Task brief: Return exactly the span of lines in the following data that opens with the line containing "every live transaction." and closes with the line containing "a log record.". Include nothing else.

Stored items
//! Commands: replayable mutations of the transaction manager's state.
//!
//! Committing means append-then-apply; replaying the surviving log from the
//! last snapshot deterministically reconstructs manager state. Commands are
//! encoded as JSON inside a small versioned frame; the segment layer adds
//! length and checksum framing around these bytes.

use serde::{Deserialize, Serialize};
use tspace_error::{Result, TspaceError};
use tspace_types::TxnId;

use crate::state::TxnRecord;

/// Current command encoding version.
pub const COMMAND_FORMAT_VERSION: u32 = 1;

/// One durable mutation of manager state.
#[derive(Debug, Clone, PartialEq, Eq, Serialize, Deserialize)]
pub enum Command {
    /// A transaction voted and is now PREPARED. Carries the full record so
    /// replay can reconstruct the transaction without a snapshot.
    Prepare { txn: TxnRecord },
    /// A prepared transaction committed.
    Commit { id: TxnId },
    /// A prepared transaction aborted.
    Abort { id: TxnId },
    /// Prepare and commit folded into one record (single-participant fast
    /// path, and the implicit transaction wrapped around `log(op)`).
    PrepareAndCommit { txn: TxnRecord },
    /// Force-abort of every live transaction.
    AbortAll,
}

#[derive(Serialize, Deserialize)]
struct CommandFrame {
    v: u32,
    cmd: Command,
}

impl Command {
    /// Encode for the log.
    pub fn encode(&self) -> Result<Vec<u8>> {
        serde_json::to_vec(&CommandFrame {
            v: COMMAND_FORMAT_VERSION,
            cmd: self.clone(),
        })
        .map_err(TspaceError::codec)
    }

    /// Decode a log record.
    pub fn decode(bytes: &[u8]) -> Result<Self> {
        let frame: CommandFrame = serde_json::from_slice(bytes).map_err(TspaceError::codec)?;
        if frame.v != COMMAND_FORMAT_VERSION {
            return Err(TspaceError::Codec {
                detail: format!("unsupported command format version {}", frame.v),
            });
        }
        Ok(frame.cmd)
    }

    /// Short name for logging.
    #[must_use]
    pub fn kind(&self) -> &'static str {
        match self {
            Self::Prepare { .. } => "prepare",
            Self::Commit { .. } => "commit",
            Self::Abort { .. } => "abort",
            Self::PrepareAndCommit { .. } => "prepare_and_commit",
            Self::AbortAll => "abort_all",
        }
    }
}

---

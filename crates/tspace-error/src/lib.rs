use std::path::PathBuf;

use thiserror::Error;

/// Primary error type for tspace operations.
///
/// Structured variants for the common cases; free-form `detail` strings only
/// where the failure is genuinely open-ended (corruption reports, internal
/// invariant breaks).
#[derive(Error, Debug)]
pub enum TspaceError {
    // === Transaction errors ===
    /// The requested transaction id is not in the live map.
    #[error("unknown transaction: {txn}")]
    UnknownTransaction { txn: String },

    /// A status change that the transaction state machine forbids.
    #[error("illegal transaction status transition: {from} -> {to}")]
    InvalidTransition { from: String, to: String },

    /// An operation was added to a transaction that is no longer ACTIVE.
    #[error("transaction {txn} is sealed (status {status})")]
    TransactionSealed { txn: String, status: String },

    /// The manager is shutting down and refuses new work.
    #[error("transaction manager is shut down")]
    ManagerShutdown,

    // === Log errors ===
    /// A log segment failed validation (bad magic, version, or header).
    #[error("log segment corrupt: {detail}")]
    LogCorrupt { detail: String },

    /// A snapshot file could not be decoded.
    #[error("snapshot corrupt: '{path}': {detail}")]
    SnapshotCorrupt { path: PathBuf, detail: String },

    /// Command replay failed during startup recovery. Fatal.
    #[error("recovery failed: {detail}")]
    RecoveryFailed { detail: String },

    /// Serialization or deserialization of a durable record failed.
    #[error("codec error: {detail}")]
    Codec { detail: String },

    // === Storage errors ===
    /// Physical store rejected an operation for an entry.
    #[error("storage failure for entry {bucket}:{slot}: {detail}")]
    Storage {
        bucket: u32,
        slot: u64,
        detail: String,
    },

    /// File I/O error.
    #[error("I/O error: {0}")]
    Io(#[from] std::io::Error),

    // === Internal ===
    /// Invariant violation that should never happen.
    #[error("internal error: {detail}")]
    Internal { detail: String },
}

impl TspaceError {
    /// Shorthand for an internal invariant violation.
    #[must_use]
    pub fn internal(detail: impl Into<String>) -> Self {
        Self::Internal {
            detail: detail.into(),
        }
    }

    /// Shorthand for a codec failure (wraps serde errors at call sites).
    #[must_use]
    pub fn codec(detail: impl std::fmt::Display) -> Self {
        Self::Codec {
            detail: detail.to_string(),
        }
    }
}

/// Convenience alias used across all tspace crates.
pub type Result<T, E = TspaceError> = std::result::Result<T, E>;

Answer to this task:
    /// Force-abort of every live transaction.
    AbortAll,
}

#[derive(Serialize, Deserialize)]
struct CommandFrame {
    v: u32,
    cmd: Command,
}

impl Command {
    /// Encode for the log.
    pub fn encode(&self) -> Result<Vec<u8>> {
        serde_json::to_vec(&CommandFrame {
            v: COMMAND_FORMAT_VERSION,
            cmd: self.clone(),
        })
        .map_err(TspaceError::codec)
    }

    /// Decode a log record.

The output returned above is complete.